**Supplied records**
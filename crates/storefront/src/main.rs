//! Cartwheel storefront server.
//!
//! Serves the JSON API over `PostgreSQL`-backed catalog, orders, accounts and
//! sessions, with an in-process search index rebuilt from the catalog.

#![cfg_attr(not(test), forbid(unsafe_code))]

use std::net::SocketAddr;

use sentry::integrations::tracing as sentry_tracing;
use tower_sessions_sqlx_store::PostgresStore;
use tracing_subscriber::{layer::SubscriberExt, util::SubscriberInitExt};

use cartwheel_storefront::config::StorefrontConfig;
use cartwheel_storefront::middleware::create_session_layer;
use cartwheel_storefront::state::AppState;
use cartwheel_storefront::{app, db};

/// Initialize Sentry error tracking and return guard that must be kept alive.
fn init_sentry(config: &StorefrontConfig) -> Option<sentry::ClientInitGuard> {
    let dsn = config.sentry_dsn.as_ref()?;

    let guard = sentry::init((
        dsn.as_str(),
        sentry::ClientOptions {
            release: sentry::release_name!(),
            environment: config
                .sentry_environment
                .clone()
                .map(std::borrow::Cow::Owned),
            attach_stacktrace: true,
            ..Default::default()
        },
    ));

    tracing::info!("Sentry initialized");
    Some(guard)
}

/// Filter tracing events to Sentry event types.
fn sentry_event_filter(metadata: &tracing::Metadata<'_>) -> sentry_tracing::EventFilter {
    match *metadata.level() {
        tracing::Level::ERROR | tracing::Level::WARN => sentry_tracing::EventFilter::Event,
        tracing::Level::INFO | tracing::Level::DEBUG => sentry_tracing::EventFilter::Breadcrumb,
        _ => sentry_tracing::EventFilter::Ignore,
    }
}

#[tokio::main]
async fn main() {
    let config = StorefrontConfig::from_env().expect("Failed to load configuration");

    // Sentry must be initialized before the tracing subscriber
    let _sentry_guard = init_sentry(&config);

    let env_filter = tracing_subscriber::EnvFilter::try_from_default_env()
        .unwrap_or_else(|_| "cartwheel_storefront=info,tower_http=debug".into());

    // JSON logs when LOG_FORMAT=json, text otherwise
    let json_logs = std::env::var("LOG_FORMAT").is_ok_and(|v| v.eq_ignore_ascii_case("json"));
    let json_layer =
        json_logs.then(|| tracing_subscriber::fmt::layer().json().flatten_event(true));
    let text_layer = (!json_logs).then(tracing_subscriber::fmt::layer);

    tracing_subscriber::registry()
        .with(env_filter)
        .with(json_layer)
        .with(text_layer)
        .with(sentry_tracing::layer().event_filter(sentry_event_filter))
        .init();

    let pool = db::create_pool(&config.database_url)
        .await
        .expect("Failed to create database pool");
    tracing::info!("Database pool created");

    // NOTE: Catalog migrations are NOT run here; use `cartwheel migrate`.
    // The session table belongs to tower-sessions, which manages its own schema.
    PostgresStore::new(pool.clone())
        .migrate()
        .await
        .expect("Failed to prepare session table");

    let state = AppState::postgres(&config, pool.clone());
    prepare_search_index(&state, config.rebuild_index_on_start).await;

    let session_layer = create_session_layer(&pool, &config);
    let app = app(state, session_layer)
        // Sentry layers (outermost for full request coverage)
        .layer(sentry_tower::NewSentryLayer::new_from_top())
        .layer(sentry_tower::SentryHttpLayer::new().enable_transaction());

    let addr = config.socket_addr();
    tracing::info!("storefront listening on {}", addr);

    let listener = tokio::net::TcpListener::bind(addr)
        .await
        .expect("Failed to bind to address");

    axum::serve(
        listener,
        app.into_make_service_with_connect_info::<SocketAddr>(),
    )
    .with_graceful_shutdown(shutdown_signal())
    .await
    .expect("Server error");
}

/// Populate the search index from the catalog, or leave an empty collection
/// so search answers with no results rather than failing.
async fn prepare_search_index(state: &AppState, rebuild: bool) {
    if rebuild {
        match state.catalog().rebuild_index().await {
            Ok(documents) => {
                tracing::info!(documents, "Search index built from catalog");
                return;
            }
            Err(e) => tracing::error!(error = %e, "Search index rebuild failed at startup"),
        }
    }

    if !state.catalog().index().is_ready() {
        if let Err(e) = state.catalog().index().create_collection() {
            tracing::error!(error = %e, "Failed to create empty search collection");
        } else {
            tracing::warn!("Search index is empty until the next reindex");
        }
    }
}

/// Wait for shutdown signal (Ctrl+C or SIGTERM).
async fn shutdown_signal() {
    let ctrl_c = async {
        tokio::signal::ctrl_c()
            .await
            .expect("Failed to install Ctrl+C handler");
    };

    #[cfg(unix)]
    let terminate = async {
        tokio::signal::unix::signal(tokio::signal::unix::SignalKind::terminate())
            .expect("Failed to install signal handler")
            .recv()
            .await;
    };

    #[cfg(not(unix))]
    let terminate = std::future::pending::<()>();

    tokio::select! {
        () = ctrl_c => {},
        () = terminate => {},
    }

    tracing::info!("Shutdown signal received, starting graceful shutdown");
}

**What to work on**
When a line in the entries above contains "tokio", count it; please answer with the number only.

**Result of the exercise**
5